What you should do
Look through the data below and show every line that includes "bool".

Information supplied
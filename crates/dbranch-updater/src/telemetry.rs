// Copyright (c) 2025 SOLARE S.R.O.
//
// This file is part of dbranch.
//
// Licensed under the Creative Commons Attribution-NonCommercial-NoDerivatives 4.0 International
// (CC BY-NC-ND 4.0). You may use and share this file for non-commercial purposes only and you may not
// create derivatives. See <https://creativecommons.org/licenses/by-nc-nd/4.0/>.
//
// This software is provided "AS IS", without warranty of any kind.
//
// For commercial licensing, please contact: info@solare.cz

//! Telemetry module for reporting update events

use chrono::{DateTime, Utc};
use serde::Serialize;

#[derive(Debug, Clone, Serialize)]
pub enum UpdateEvent {
    CheckCompleted {
        current_version: String,
        latest_version: String,
        update_available: bool,
    },
    UpdateStarted {
        from_version: String,
        to_version: String,
    },
    UpdateCompleted {
        from_version: String,
        to_version: String,
        duration_secs: u64,
    },
    UpdateFailed {
        from_version: String,
        stage: Option<String>,
        error: String,
    },
    RollbackCompleted {
        restored_version: String,
    },
}

#[derive(Debug, Serialize)]
struct Envelope<'a> {
    timestamp: DateTime<Utc>,
    #[serde(flatten)]
    event: &'a UpdateEvent,
}

/// Serialize `event` into one timestamped JSON line.
pub fn render_event(event: &UpdateEvent) -> serde_json::Result<String> {
    serde_json::to_string(&Envelope {
        timestamp: Utc::now(),
        event,
    })
}

/// Log an update event. Never fails the caller.
pub fn report_event(event: &UpdateEvent) {
    match render_event(event) {
        Ok(json) => tracing::info!("Telemetry event: {json}"),
        Err(e) => tracing::warn!("Failed to serialize telemetry event: {e}"),
    }
}
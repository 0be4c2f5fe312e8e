// SPDX-License-Identifier: CC-BY-NC-ND-4.0

//! Platform probe and artifact naming

use crate::error::{Result, UpdateError};
use std::fmt;

/// Base name of the published binaries.
pub const BINARY_NAME: &str = "dbranch";

/// Operating system and architecture in release naming (`linux`, `darwin`,
/// `windows` / `amd64`, `arm64`).
#[derive(Debug, Clone, PartialEq, Eq)]
pub struct Platform {
    pub os: String,
    pub arch: String,
}

impl Platform {
    pub fn new(os: impl Into<String>, arch: impl Into<String>) -> Self {
        Self {
            os: os.into(),
            arch: arch.into(),
        }
    }

    /// Probe the platform this binary was built for.
    pub fn current() -> Self {
        let os = match std::env::consts::OS {
            "macos" => "darwin",
            other => other,
        };
        let arch = match std::env::consts::ARCH {
            "x86_64" => "amd64",
            "aarch64" => "arm64",
            other => other,
        };
        Self::new(os, arch)
    }

    pub fn is_windows(&self) -> bool {
        self.os == "windows"
    }
}

impl fmt::Display for Platform {
    fn fmt(&self, f: &mut fmt::Formatter<'_>) -> fmt::Result {
        write!(f, "{}/{}", self.os, self.arch)
    }
}

/// Resolve the release artifact name for an (os, arch) pair.
///
/// Only the published matrix is accepted; anything else is
/// [`UpdateError::UnsupportedPlatform`], never a guessed fallback.
pub fn resolve_platform_artifact(os: &str, arch: &str) -> Result<String> {
    let supported = matches!(
        (os, arch),
        ("linux" | "darwin", "amd64" | "arm64") | ("windows", "amd64")
    );
    if !supported {
        return Err(UpdateError::UnsupportedPlatform {
            os: os.to_owned(),
            arch: arch.to_owned(),
        });
    }

    let extension = if os == "windows" { ".exe" } else { "" };
    Ok(format!("{BINARY_NAME}-{os}-{arch}{extension}"))
}

/// How the live executable gets replaced. Chosen once per run.
#[derive(Debug, Clone, Copy, PartialEq, Eq)]
pub enum InstallMode {
    /// The running image may be replaced underneath the process: back up by
    /// copy, publish the new bytes, delete the backup.
    CopyReplace,
    /// The OS locks a loaded executable: rename it away, rename the new binary
    /// in, keep the backup on disk.
    RenameReplace,
}

impl InstallMode {
    pub fn for_platform(platform: &Platform) -> Self {
        if platform.is_windows() {
            Self::RenameReplace
        } else {
            Self::CopyReplace
        }
    }
}

impl fmt::Display for InstallMode {
    fn fmt(&self, f: &mut fmt::Formatter<'_>) -> fmt::Result {
        match self {
            Self::CopyReplace => f.write_str("copy-replace"),
            Self::RenameReplace => f.write_str("rename-replace"),
        }
    }
}
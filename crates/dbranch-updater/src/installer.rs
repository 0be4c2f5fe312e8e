// SPDX-License-Identifier: CC-BY-NC-ND-4.0

//! Replacement of the running executable
//!
//! An install runs as a small state machine over [`InstallPhase`]:
//!
//! ```text
//! Idle -> Staged -> BackedUp -> Installed -> Committed
//!                                  |
//!                                  +-> RolledBack | Failed
//! ```
//!
//! The verified artifact is first copied next to the target as `<target>.new`
//! so the step that publishes it is a single same-filesystem rename. The
//! backup lives at `<target>.old`. Rollback also only ever renames onto the
//! target; the target file itself is never opened for writing.
//!
//! The staged file takes the live binary's mode bits. The owner execute bit
//! is added only when the live binary has no execute bit at all. Owner and
//! group are copied best effort: when the updating user may not `chown`, the
//! new binary ends up owned by that user.

use crate::error::{Result, UpdateError};
use crate::platform::InstallMode;
use crate::verifier::VerifiedArtifact;
use std::ffi::OsString;
use std::fmt;
use std::fs::{self, Permissions};
use std::io;
use std::path::{Path, PathBuf};

const STAGED_SUFFIX: &str = ".new";
const BACKUP_SUFFIX: &str = ".old";

#[derive(Debug, Clone, Copy, PartialEq, Eq)]
pub enum InstallPhase {
    Idle,
    /// Artifact copied beside the target and marked executable
    Staged,
    /// Original binary preserved at the backup path
    BackedUp,
    /// New binary occupies the target path
    Installed,
    /// Done; the backup is removed (copy) or retained (rename)
    Committed,
    /// Install failed and the target was restored from the backup
    RolledBack,
    /// Install failed and the target could not be restored
    Failed,
}

impl fmt::Display for InstallPhase {
    fn fmt(&self, f: &mut fmt::Formatter<'_>) -> fmt::Result {
        fmt::Debug::fmt(self, f)
    }
}

/// Paths touched by one install and the last phase that committed.
#[derive(Debug, Clone)]
pub struct InstallTransaction {
    pub source_path: PathBuf,
    pub staged_path: PathBuf,
    pub target_path: PathBuf,
    pub backup_path: PathBuf,
    pub phase: InstallPhase,
}

impl InstallTransaction {
    pub fn new(source: &Path, target: &Path) -> Self {
        Self {
            source_path: source.to_path_buf(),
            staged_path: sibling(target, STAGED_SUFFIX),
            target_path: target.to_path_buf(),
            backup_path: sibling(target, BACKUP_SUFFIX),
            phase: InstallPhase::Idle,
        }
    }

    fn advance(&mut self, phase: InstallPhase) {
        tracing::debug!("Install phase {} -> {phase}", self.phase);
        self.phase = phase;
    }
}

/// `/usr/bin/dbranch` + `.old` -> `/usr/bin/dbranch.old`
fn sibling(path: &Path, suffix: &str) -> PathBuf {
    let mut name = path
        .file_name()
        .map_or_else(OsString::new, std::ffi::OsStr::to_os_string);
    name.push(suffix);
    path.with_file_name(name)
}

/// Result of a committed install.
#[derive(Debug, Clone)]
pub struct InstallReport {
    pub mode: InstallMode,
    pub target: PathBuf,
    /// Backup left on disk for the operator to delete
    pub retained_backup: Option<PathBuf>,
}

/// Filesystem operations used by the installer.
pub trait InstallFs {
    fn copy(&self, from: &Path, to: &Path) -> io::Result<u64>;
    fn rename(&self, from: &Path, to: &Path) -> io::Result<()>;
    fn remove(&self, path: &Path) -> io::Result<()>;
    fn permissions(&self, path: &Path) -> io::Result<Permissions>;
    fn set_permissions(&self, path: &Path, perms: Permissions) -> io::Result<()>;
    fn exists(&self, path: &Path) -> bool;
    /// Give `to` the owner and group of `from`.
    fn copy_owner(&self, from: &Path, to: &Path) -> io::Result<()>;
}

/// [`InstallFs`] backed by `std::fs`.
#[derive(Debug, Clone, Copy, Default)]
pub struct StdFs;

impl InstallFs for StdFs {
    fn copy(&self, from: &Path, to: &Path) -> io::Result<u64> {
        fs::copy(from, to)
    }

    fn rename(&self, from: &Path, to: &Path) -> io::Result<()> {
        fs::rename(from, to)
    }

    fn remove(&self, path: &Path) -> io::Result<()> {
        fs::remove_file(path)
    }

    fn permissions(&self, path: &Path) -> io::Result<Permissions> {
        fs::metadata(path).map(|m| m.permissions())
    }

    fn set_permissions(&self, path: &Path, perms: Permissions) -> io::Result<()> {
        fs::set_permissions(path, perms)
    }

    fn exists(&self, path: &Path) -> bool {
        path.exists()
    }

    #[cfg(unix)]
    fn copy_owner(&self, from: &Path, to: &Path) -> io::Result<()> {
        use std::os::unix::fs::MetadataExt;
        let meta = fs::metadata(from)?;
        std::os::unix::fs::chown(to, Some(meta.uid()), Some(meta.gid()))
    }

    #[cfg(not(unix))]
    fn copy_owner(&self, _from: &Path, _to: &Path) -> io::Result<()> {
        Ok(())
    }
}

/// The live binary's mode, plus owner execute if nobody could execute it.
#[cfg(unix)]
fn executable(perms: Permissions) -> Permissions {
    use std::os::unix::fs::PermissionsExt;
    let mode = perms.mode() & 0o7777;
    if mode & 0o111 == 0 {
        Permissions::from_mode(mode | 0o100)
    } else {
        Permissions::from_mode(mode)
    }
}

#[cfg(not(unix))]
fn executable(perms: Permissions) -> Permissions {
    perms
}

#[derive(Debug)]
pub struct BinaryInstaller<F = StdFs> {
    mode: InstallMode,
    target: PathBuf,
    fs: F,
}

impl BinaryInstaller<StdFs> {
    /// `target` must already be fully resolved (no symlinks).
    pub fn new(mode: InstallMode, target: PathBuf) -> Self {
        Self::with_fs(mode, target, StdFs)
    }
}

impl<F: InstallFs> BinaryInstaller<F> {
    pub fn with_fs(mode: InstallMode, target: PathBuf, fs: F) -> Self {
        Self { mode, target, fs }
    }

    pub fn target(&self) -> &Path {
        &self.target
    }

    pub fn mode(&self) -> InstallMode {
        self.mode
    }

    /// Replace the target with a verified artifact.
    pub fn install(&self, artifact: &VerifiedArtifact) -> Result<InstallReport> {
        self.install_path(artifact.path())
    }

    pub(crate) fn install_path(&self, source: &Path) -> Result<InstallReport> {
        let mut tx = InstallTransaction::new(source, &self.target);
        tracing::info!(
            "Installing {} over {} ({})",
            source.display(),
            self.target.display(),
            self.mode
        );

        self.stage(&mut tx)?;
        let result = match self.mode {
            InstallMode::CopyReplace => self.copy_replace(&mut tx),
            InstallMode::RenameReplace => self.rename_replace(&mut tx),
        };

        if result.is_err() {
            self.discard_staged(&tx);
        }
        result
    }

    /// Idle -> Staged
    fn stage(&self, tx: &mut InstallTransaction) -> Result<()> {
        let perms = self.fs.permissions(&tx.target_path).map_err(|e| {
            self.install_error(format!(
                "cannot read current binary {}: {e}",
                tx.target_path.display()
            ))
        })?;

        let staged = self
            .fs
            .copy(&tx.source_path, &tx.staged_path)
            .map(|_| self.copy_owner(tx))
            .and_then(|()| self.fs.set_permissions(&tx.staged_path, executable(perms)));
        if let Err(e) = staged {
            self.discard_staged(tx);
            return Err(self.install_error(format!(
                "cannot stage new binary at {}: {e}",
                tx.staged_path.display()
            )));
        }

        tx.advance(InstallPhase::Staged);
        Ok(())
    }

    fn copy_replace(&self, tx: &mut InstallTransaction) -> Result<InstallReport> {
        // Staged -> BackedUp: the live binary never leaves the target path.
        if let Err(e) = self.fs.copy(&tx.target_path, &tx.backup_path) {
            self.remove_quietly(&tx.backup_path);
            return Err(self.install_error(format!(
                "cannot back up {} to {}: {e}",
                tx.target_path.display(),
                tx.backup_path.display()
            )));
        }
        tx.advance(InstallPhase::BackedUp);

        // BackedUp -> Installed
        if let Err(e) = self.fs.rename(&tx.staged_path, &tx.target_path) {
            return Err(self.rollback_copy(tx, &e));
        }
        tx.advance(InstallPhase::Installed);

        // Installed -> Committed
        let retained_backup = match self.fs.remove(&tx.backup_path) {
            Ok(()) => None,
            Err(e) => {
                tracing::warn!(
                    "New binary installed but backup {} could not be removed: {e}",
                    tx.backup_path.display()
                );
                Some(tx.backup_path.clone())
            }
        };
        tx.advance(InstallPhase::Committed);

        Ok(InstallReport {
            mode: self.mode,
            target: tx.target_path.clone(),
            retained_backup,
        })
    }

    fn rename_replace(&self, tx: &mut InstallTransaction) -> Result<InstallReport> {
        if self.fs.exists(&tx.backup_path) {
            self.fs.remove(&tx.backup_path).map_err(|e| {
                self.install_error(format!(
                    "stale backup {} from a previous update could not be removed: {e}",
                    tx.backup_path.display()
                ))
            })?;
        }

        // Staged -> BackedUp
        if let Err(e) = self.fs.rename(&tx.target_path, &tx.backup_path) {
            return Err(self.install_error(format!(
                "cannot move {} to {}: {e}",
                tx.target_path.display(),
                tx.backup_path.display()
            )));
        }
        tx.advance(InstallPhase::BackedUp);

        // BackedUp -> Installed
        if let Err(e) = self.fs.rename(&tx.staged_path, &tx.target_path) {
            return Err(self.rollback_rename(tx, &e));
        }
        tx.advance(InstallPhase::Installed);

        // Deleting the previous image right after swapping it out is not safe
        // while the process may still hold it, so the backup stays.
        tx.advance(InstallPhase::Committed);
        tracing::info!(
            "Previous binary kept at {}; it can be removed manually",
            tx.backup_path.display()
        );

        Ok(InstallReport {
            mode: self.mode,
            target: tx.target_path.clone(),
            retained_backup: Some(tx.backup_path.clone()),
        })
    }

    fn rollback_copy(&self, tx: &mut InstallTransaction, cause: &io::Error) -> UpdateError {
        tracing::warn!("Install failed ({cause}), restoring backup");
        // A failed rename leaves its destination untouched.
        if self.fs.exists(&tx.target_path) {
            self.remove_quietly(&tx.backup_path);
            return self.rolled_back(tx, cause);
        }
        self.restore_by_rename(tx, cause)
    }

    fn rollback_rename(&self, tx: &mut InstallTransaction, cause: &io::Error) -> UpdateError {
        tracing::warn!("Install failed ({cause}), moving backup back");
        self.restore_by_rename(tx, cause)
    }

    /// Rename the backup over the target. Never writes into the target file,
    /// which may be the image of a running process.
    fn restore_by_rename(&self, tx: &mut InstallTransaction, cause: &io::Error) -> UpdateError {
        if !self.fs.exists(&tx.backup_path) {
            return self.fail(tx, cause, "backup is missing");
        }
        if let Err(e) = self.fs.rename(&tx.backup_path, &tx.target_path) {
            return self.fail(tx, cause, &e.to_string());
        }
        self.rolled_back(tx, cause)
    }

    fn rolled_back(&self, tx: &mut InstallTransaction, cause: &io::Error) -> UpdateError {
        tx.advance(InstallPhase::RolledBack);
        tracing::info!("Previous binary in place at {}", tx.target_path.display());
        UpdateError::Install {
            target: self.target.clone(),
            message: format!(
                "cannot move new binary into {}: {cause}",
                tx.target_path.display()
            ),
            rolled_back: true,
        }
    }

    fn fail(&self, tx: &mut InstallTransaction, cause: &io::Error, rollback: &str) -> UpdateError {
        tx.advance(InstallPhase::Failed);
        tracing::error!(
            "Rollback failed: {rollback}. Backup: {}, target: {}",
            tx.backup_path.display(),
            tx.target_path.display()
        );
        UpdateError::RecoveryRequired {
            target: tx.target_path.clone(),
            backup: tx.backup_path.clone(),
            cause: cause.to_string(),
            rollback: rollback.to_owned(),
        }
    }

    fn copy_owner(&self, tx: &InstallTransaction) {
        if let Err(e) = self.fs.copy_owner(&tx.target_path, &tx.staged_path) {
            tracing::warn!(
                "Could not give {} the owner of {}: {e}",
                tx.staged_path.display(),
                tx.target_path.display()
            );
        }
    }

    fn discard_staged(&self, tx: &InstallTransaction) {
        self.remove_quietly(&tx.staged_path);
    }

    fn remove_quietly(&self, path: &Path) {
        if !self.fs.exists(path) {
            return;
        }
        if let Err(e) = self.fs.remove(path) {
            tracing::warn!("Could not remove {}: {e}", path.display());
        }
    }

    fn install_error(&self, message: String) -> UpdateError {
        UpdateError::Install {
            target: self.target.clone(),
            message,
            rolled_back: false,
        }
    }
}
// SPDX-License-Identifier: CC-BY-NC-ND-4.0

//! SHA256 integrity verification module

use crate::config::UpdaterConfig;
use crate::downloader::DownloadedArtifact;
use crate::error::{Result, UpdateError};
use crate::release_checker::user_agent;
use reqwest::blocking::Client;
use sha2::{Digest, Sha256};
use std::fs::File;
use std::io::{BufReader, Read};
use std::path::Path;

/// Suffix of the checksum manifest published next to each artifact.
pub const MANIFEST_SUFFIX: &str = ".sha256";

/// An artifact whose SHA256 matched its manifest. Only the verifier creates
/// these, and only a verified artifact can be installed.
#[derive(Debug)]
pub struct VerifiedArtifact {
    artifact: DownloadedArtifact,
    pub checksum: String,
}

impl VerifiedArtifact {
    pub fn path(&self) -> &Path {
        self.artifact.path()
    }

    pub fn artifact(&self) -> &DownloadedArtifact {
        &self.artifact
    }
}

#[derive(Debug)]
pub struct IntegrityVerifier {
    client: Client,
}

impl IntegrityVerifier {
    pub fn new(config: &UpdaterConfig, current_version: &str) -> Result<Self> {
        let client = Client::builder()
            .user_agent(user_agent(current_version))
            .timeout(config.metadata_timeout())
            .build()
            .map_err(|e| UpdateError::Config(format!("Failed to build HTTP client: {e}")))?;
        Ok(Self { client })
    }

    /// Download `<artifact_url>.sha256` and return the expected digest.
    pub fn fetch_manifest(&self, artifact_url: &str) -> Result<String> {
        let url = format!("{artifact_url}{MANIFEST_SUFFIX}");

        let response = self
            .client
            .get(&url)
            .send()
            .map_err(|source| UpdateError::Network {
                url: url.clone(),
                source,
            })?;

        let status = response.status();
        if !status.is_success() {
            return Err(UpdateError::Protocol {
                url,
                message: format!("checksum manifest request returned {status}"),
            });
        }

        let body = response.text().map_err(|source| UpdateError::Network {
            url: url.clone(),
            source,
        })?;

        parse_manifest(&body).ok_or_else(|| UpdateError::Protocol {
            url,
            message: format!("malformed checksum manifest: {:?}", truncate(&body, 80)),
        })
    }

    /// Fetch the manifest for `artifact` and check the file against it.
    pub fn verify_artifact(&self, artifact: DownloadedArtifact) -> Result<VerifiedArtifact> {
        let expected = self.fetch_manifest(&artifact.url)?;
        let actual = file_sha256(artifact.path())?;

        if !digests_match(&actual, &expected) {
            return Err(UpdateError::ChecksumMismatch {
                path: artifact.path().to_path_buf(),
                expected,
                actual,
            });
        }

        tracing::info!("Checksum verified for {}: {actual}", artifact.name);
        Ok(VerifiedArtifact {
            artifact,
            checksum: actual,
        })
    }
}

/// Parse a `<hex>  <filename>` manifest. Only the first token matters, and it
/// has to be a 64 character hex digest.
pub fn parse_manifest(content: &str) -> Option<String> {
    let token = content.split_whitespace().next()?;
    let valid = token.len() == 64 && token.chars().all(|c| c.is_ascii_hexdigit());
    valid.then(|| token.to_ascii_lowercase())
}

/// Hex-encoded SHA256 of the whole file.
pub fn file_sha256(path: &Path) -> Result<String> {
    let read_error = |source: std::io::Error| UpdateError::ArtifactRead {
        path: path.to_path_buf(),
        source,
    };
    let mut reader = BufReader::new(File::open(path).map_err(read_error)?);
    let mut hasher = Sha256::new();

    let mut buffer = [0u8; 8192];
    loop {
        let read = reader.read(&mut buffer).map_err(read_error)?;
        if read == 0 {
            break;
        }
        hasher.update(&buffer[..read]);
    }

    Ok(format!("{:x}", hasher.finalize()))
}

/// Returns true when the file's digest equals `expected_hex`, ignoring case.
pub fn verify(path: &Path, expected_hex: &str) -> Result<bool> {
    Ok(digests_match(&file_sha256(path)?, expected_hex))
}

fn digests_match(actual: &str, expected: &str) -> bool {
    actual.eq_ignore_ascii_case(expected.trim())
}

fn truncate(s: &str, max: usize) -> &str {
    s.char_indices()
        .nth(max)
        .and_then(|(idx, _)| s.get(..idx))
        .unwrap_or(s)
}
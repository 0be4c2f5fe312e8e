// SPDX-License-Identifier: CC-BY-NC-ND-4.0

//! Version comparison module
//!
//! Versions are compared as normalized strings, not by semver ordering: any
//! difference between the running version and the published tag counts as an
//! available update, including a textual downgrade.

/// Version reported by builds made outside the release pipeline.
pub const DEV_VERSION: &str = "dev";

/// Strip a single leading `v`/`V` and surrounding whitespace.
pub fn normalize(version: &str) -> &str {
    let version = version.trim();
    version.strip_prefix(['v', 'V']).unwrap_or(version)
}

/// True for the development sentinel and for strings that do not look like a
/// release version at all (empty, or not starting with a digit).
pub fn is_development(version: &str) -> bool {
    let version = normalize(version);
    if version.eq_ignore_ascii_case(DEV_VERSION) || version.eq_ignore_ascii_case("development") {
        return true;
    }
    !version.starts_with(|c: char| c.is_ascii_digit())
}

/// Returns true when `latest` should replace `current`.
pub fn needs_update(current: &str, latest: &str) -> bool {
    if is_development(current) {
        return true;
    }
    normalize(current) != normalize(latest)
}
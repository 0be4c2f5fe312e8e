// SPDX-License-Identifier: CC-BY-NC-ND-4.0

//! Error types for the updater crate

use std::fmt;
use std::path::PathBuf;
use thiserror::Error;

/// Pipeline stage an error was raised in.
#[derive(Debug, Clone, Copy, PartialEq, Eq)]
pub enum UpdateStage {
    VersionCheck,
    PlatformResolution,
    Download,
    Verification,
    Install,
}

impl fmt::Display for UpdateStage {
    fn fmt(&self, f: &mut fmt::Formatter<'_>) -> fmt::Result {
        let name = match self {
            Self::VersionCheck => "version check",
            Self::PlatformResolution => "platform resolution",
            Self::Download => "download",
            Self::Verification => "checksum verification",
            Self::Install => "install",
        };
        f.write_str(name)
    }
}

#[derive(Debug, Error)]
pub enum UpdateError {
    #[error("config error: {0}")]
    Config(String),

    #[error("network error requesting {url}: {source}")]
    Network {
        url: String,
        #[source]
        source: reqwest::Error,
    },

    #[error("unexpected response from {url}: {message}")]
    Protocol { url: String, message: String },

    #[error("unsupported platform: {os}/{arch} has no published binary")]
    UnsupportedPlatform { os: String, arch: String },

    #[error("download of {url} failed: {message}")]
    Download { url: String, message: String },

    #[error("checksum mismatch for {}: expected {expected}, got {actual}", .path.display())]
    ChecksumMismatch {
        path: PathBuf,
        expected: String,
        actual: String,
    },

    #[error("install into {} failed, previous binary left in place: {message}", .target.display())]
    Install {
        target: PathBuf,
        message: String,
        /// A backup was taken and the previous binary was put back from it
        rolled_back: bool,
    },

    #[error(
        "install into {target_path} failed and automatic rollback did not complete.\n\
         install error: {cause}\n\
         rollback error: {rollback}\n\
         To recover manually, move {backup_path} to {target_path}",
        target_path = .target.display(),
        backup_path = .backup.display()
    )]
    RecoveryRequired {
        target: PathBuf,
        backup: PathBuf,
        cause: String,
        rollback: String,
    },

    #[error("update aborted during {stage}")]
    Aborted {
        stage: UpdateStage,
        #[source]
        source: Box<UpdateError>,
    },

    #[error("cannot read artifact {}: {source}", .path.display())]
    ArtifactRead {
        path: PathBuf,
        #[source]
        source: std::io::Error,
    },

    #[error("I/O error: {0}")]
    Io(#[from] std::io::Error),

    #[error("serialization error: {0}")]
    Json(#[from] serde_json::Error),
}

impl UpdateError {
    /// Wrap this error with the pipeline stage that produced it.
    pub fn at_stage(self, stage: UpdateStage) -> Self {
        Self::Aborted {
            stage,
            source: Box::new(self),
        }
    }

    /// Innermost error, skipping stage wrappers.
    pub fn root_cause(&self) -> &UpdateError {
        match self {
            Self::Aborted { source, .. } => source.root_cause(),
            other => other,
        }
    }

    /// True when an install failed after a backup was taken and the previous
    /// binary was put back.
    pub fn rolled_back(&self) -> bool {
        matches!(
            self.root_cause(),
            Self::Install {
                rolled_back: true,
                ..
            }
        )
    }

    /// Stage the error was raised in, if it was wrapped by the orchestrator.
    pub fn stage(&self) -> Option<UpdateStage> {
        if let Self::Aborted { stage, .. } = self {
            Some(*stage)
        } else {
            None
        }
    }
}

pub type Result<T> = std::result::Result<T, UpdateError>;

Answer box
        update_available: bool,
    pub fn is_windows(&self) -> bool {
    fn exists(&self, path: &Path) -> bool;
    fn exists(&self, path: &Path) -> bool {
pub fn verify(path: &Path, expected_hex: &str) -> Result<bool> {
fn digests_match(actual: &str, expected: &str) -> bool {
pub fn is_development(version: &str) -> bool {
pub fn needs_update(current: &str, latest: &str) -> bool {
        rolled_back: bool,
    pub fn rolled_back(&self) -> bool {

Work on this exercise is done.